[THE DATA — start]
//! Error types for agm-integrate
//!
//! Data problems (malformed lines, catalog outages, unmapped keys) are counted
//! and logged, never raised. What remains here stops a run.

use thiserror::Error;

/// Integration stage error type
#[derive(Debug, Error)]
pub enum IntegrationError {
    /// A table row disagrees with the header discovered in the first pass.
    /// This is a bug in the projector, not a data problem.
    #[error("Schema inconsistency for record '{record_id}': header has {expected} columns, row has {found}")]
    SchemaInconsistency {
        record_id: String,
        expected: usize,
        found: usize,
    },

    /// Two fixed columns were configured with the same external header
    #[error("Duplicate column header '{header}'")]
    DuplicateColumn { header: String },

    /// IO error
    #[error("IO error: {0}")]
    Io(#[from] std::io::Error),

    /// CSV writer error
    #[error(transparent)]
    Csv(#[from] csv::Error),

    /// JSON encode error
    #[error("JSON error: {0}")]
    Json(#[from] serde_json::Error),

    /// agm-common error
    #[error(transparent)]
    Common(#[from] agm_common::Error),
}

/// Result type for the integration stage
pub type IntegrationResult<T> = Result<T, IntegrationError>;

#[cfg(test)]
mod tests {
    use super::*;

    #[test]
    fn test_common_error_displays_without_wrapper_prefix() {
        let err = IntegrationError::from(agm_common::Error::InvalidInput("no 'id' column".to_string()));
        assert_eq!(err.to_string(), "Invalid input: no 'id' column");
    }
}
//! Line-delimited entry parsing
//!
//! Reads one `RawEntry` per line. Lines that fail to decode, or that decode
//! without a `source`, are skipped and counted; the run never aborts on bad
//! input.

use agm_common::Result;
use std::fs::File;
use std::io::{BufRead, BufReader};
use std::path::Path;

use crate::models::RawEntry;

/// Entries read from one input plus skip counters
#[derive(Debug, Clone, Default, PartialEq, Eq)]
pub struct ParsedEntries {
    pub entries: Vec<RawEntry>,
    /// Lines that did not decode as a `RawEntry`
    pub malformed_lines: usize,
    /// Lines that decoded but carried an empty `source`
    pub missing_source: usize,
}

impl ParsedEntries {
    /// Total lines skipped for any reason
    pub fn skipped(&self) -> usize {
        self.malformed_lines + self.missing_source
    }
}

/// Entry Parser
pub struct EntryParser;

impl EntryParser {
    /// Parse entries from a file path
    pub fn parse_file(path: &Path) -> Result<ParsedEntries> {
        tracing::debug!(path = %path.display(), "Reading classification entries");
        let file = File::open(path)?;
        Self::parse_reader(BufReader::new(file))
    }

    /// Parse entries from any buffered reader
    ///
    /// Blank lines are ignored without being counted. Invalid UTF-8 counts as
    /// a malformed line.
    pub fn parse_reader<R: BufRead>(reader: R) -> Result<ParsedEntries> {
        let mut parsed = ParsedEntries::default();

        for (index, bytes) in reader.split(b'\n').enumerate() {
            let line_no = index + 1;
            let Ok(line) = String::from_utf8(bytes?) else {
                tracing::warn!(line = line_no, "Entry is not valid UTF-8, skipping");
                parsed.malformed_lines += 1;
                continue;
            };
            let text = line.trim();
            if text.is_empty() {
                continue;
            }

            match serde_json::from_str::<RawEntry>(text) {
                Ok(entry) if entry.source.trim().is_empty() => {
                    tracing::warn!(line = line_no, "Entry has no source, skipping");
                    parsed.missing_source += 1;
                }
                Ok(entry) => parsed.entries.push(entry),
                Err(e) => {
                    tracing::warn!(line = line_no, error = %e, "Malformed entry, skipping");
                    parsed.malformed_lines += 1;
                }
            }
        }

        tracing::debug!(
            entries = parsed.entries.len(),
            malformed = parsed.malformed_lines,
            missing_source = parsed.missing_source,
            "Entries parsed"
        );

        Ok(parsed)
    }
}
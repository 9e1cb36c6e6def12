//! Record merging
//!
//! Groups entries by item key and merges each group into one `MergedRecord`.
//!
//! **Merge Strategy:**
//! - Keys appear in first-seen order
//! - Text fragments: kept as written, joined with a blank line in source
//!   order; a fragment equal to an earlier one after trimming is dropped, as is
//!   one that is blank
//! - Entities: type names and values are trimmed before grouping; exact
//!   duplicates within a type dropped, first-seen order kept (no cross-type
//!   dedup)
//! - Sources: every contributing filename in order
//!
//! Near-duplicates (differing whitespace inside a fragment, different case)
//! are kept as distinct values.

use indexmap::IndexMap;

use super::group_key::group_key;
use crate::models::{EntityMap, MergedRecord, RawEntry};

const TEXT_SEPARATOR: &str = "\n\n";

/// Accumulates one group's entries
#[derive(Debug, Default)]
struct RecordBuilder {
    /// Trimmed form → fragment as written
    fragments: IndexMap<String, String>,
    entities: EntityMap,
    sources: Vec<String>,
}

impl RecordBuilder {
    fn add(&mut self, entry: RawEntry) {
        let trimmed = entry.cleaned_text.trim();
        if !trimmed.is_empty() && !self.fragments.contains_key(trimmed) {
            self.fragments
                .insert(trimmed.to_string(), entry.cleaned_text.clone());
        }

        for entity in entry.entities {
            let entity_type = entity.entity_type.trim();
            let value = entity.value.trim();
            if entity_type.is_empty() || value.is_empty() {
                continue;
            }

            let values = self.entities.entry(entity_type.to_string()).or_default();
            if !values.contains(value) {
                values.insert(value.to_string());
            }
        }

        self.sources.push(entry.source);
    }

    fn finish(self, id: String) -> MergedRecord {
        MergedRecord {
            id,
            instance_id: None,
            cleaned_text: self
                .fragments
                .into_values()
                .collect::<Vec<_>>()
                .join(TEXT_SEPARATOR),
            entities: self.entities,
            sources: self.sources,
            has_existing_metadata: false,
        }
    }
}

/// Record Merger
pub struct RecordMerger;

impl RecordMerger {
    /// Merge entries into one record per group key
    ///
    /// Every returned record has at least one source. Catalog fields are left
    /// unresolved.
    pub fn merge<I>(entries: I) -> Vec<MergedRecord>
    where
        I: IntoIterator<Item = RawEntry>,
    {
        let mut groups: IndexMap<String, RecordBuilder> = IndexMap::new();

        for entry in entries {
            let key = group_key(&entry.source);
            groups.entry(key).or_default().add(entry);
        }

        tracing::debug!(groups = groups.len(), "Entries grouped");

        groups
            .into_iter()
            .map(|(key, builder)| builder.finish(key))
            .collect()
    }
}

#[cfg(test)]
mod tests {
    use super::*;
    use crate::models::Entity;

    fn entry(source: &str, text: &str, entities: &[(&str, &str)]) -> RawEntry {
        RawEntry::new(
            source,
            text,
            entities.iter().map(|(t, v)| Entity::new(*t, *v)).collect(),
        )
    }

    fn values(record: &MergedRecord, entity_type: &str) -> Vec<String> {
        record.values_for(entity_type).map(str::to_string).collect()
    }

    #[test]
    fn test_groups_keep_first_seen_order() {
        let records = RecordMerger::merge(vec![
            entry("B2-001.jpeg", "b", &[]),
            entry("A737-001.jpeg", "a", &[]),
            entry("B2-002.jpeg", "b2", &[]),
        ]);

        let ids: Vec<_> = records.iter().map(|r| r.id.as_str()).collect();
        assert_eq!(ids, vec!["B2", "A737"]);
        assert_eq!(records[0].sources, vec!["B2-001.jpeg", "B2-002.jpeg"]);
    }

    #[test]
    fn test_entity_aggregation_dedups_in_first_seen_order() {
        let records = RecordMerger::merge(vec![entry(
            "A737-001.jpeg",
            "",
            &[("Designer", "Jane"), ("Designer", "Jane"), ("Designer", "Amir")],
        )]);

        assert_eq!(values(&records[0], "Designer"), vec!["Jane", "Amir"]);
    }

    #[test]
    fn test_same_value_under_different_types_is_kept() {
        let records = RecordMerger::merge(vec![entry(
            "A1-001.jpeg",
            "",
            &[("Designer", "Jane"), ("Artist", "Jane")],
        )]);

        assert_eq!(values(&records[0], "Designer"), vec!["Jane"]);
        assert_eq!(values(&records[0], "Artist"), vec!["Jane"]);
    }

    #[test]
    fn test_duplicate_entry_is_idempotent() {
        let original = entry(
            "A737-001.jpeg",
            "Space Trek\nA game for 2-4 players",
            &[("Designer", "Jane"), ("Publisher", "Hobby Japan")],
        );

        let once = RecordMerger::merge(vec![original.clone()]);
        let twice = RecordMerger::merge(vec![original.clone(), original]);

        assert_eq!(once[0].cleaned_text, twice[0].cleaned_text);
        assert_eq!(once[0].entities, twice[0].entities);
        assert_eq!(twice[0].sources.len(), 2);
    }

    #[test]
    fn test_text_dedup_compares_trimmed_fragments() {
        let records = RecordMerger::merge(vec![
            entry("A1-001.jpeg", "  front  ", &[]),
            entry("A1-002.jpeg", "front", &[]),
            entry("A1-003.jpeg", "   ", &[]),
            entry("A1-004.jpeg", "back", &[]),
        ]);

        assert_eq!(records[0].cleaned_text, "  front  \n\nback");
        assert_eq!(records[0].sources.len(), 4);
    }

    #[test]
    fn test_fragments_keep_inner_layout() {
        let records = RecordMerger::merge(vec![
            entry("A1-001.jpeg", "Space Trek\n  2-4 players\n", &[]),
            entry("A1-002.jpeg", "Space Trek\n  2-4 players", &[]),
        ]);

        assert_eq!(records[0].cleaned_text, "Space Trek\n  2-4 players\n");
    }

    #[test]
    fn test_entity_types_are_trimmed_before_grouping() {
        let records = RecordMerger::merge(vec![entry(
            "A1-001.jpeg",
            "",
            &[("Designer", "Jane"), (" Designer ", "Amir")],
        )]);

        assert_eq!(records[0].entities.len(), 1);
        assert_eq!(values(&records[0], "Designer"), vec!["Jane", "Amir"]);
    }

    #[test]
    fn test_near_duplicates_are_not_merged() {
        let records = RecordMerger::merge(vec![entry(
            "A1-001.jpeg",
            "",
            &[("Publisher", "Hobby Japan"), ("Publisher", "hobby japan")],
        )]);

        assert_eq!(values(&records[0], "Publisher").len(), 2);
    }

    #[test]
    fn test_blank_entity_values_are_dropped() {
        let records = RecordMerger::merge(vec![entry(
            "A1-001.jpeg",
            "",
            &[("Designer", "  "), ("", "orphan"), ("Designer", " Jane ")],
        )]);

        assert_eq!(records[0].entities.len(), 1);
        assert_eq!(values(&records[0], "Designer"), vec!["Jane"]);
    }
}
[THE DATA — finish]
*EXERCISE REQUIREMENTS:*
In the listing above, find every line with the string "crate" and state how many there are, with no other words.

*ANSWER BOX:*
3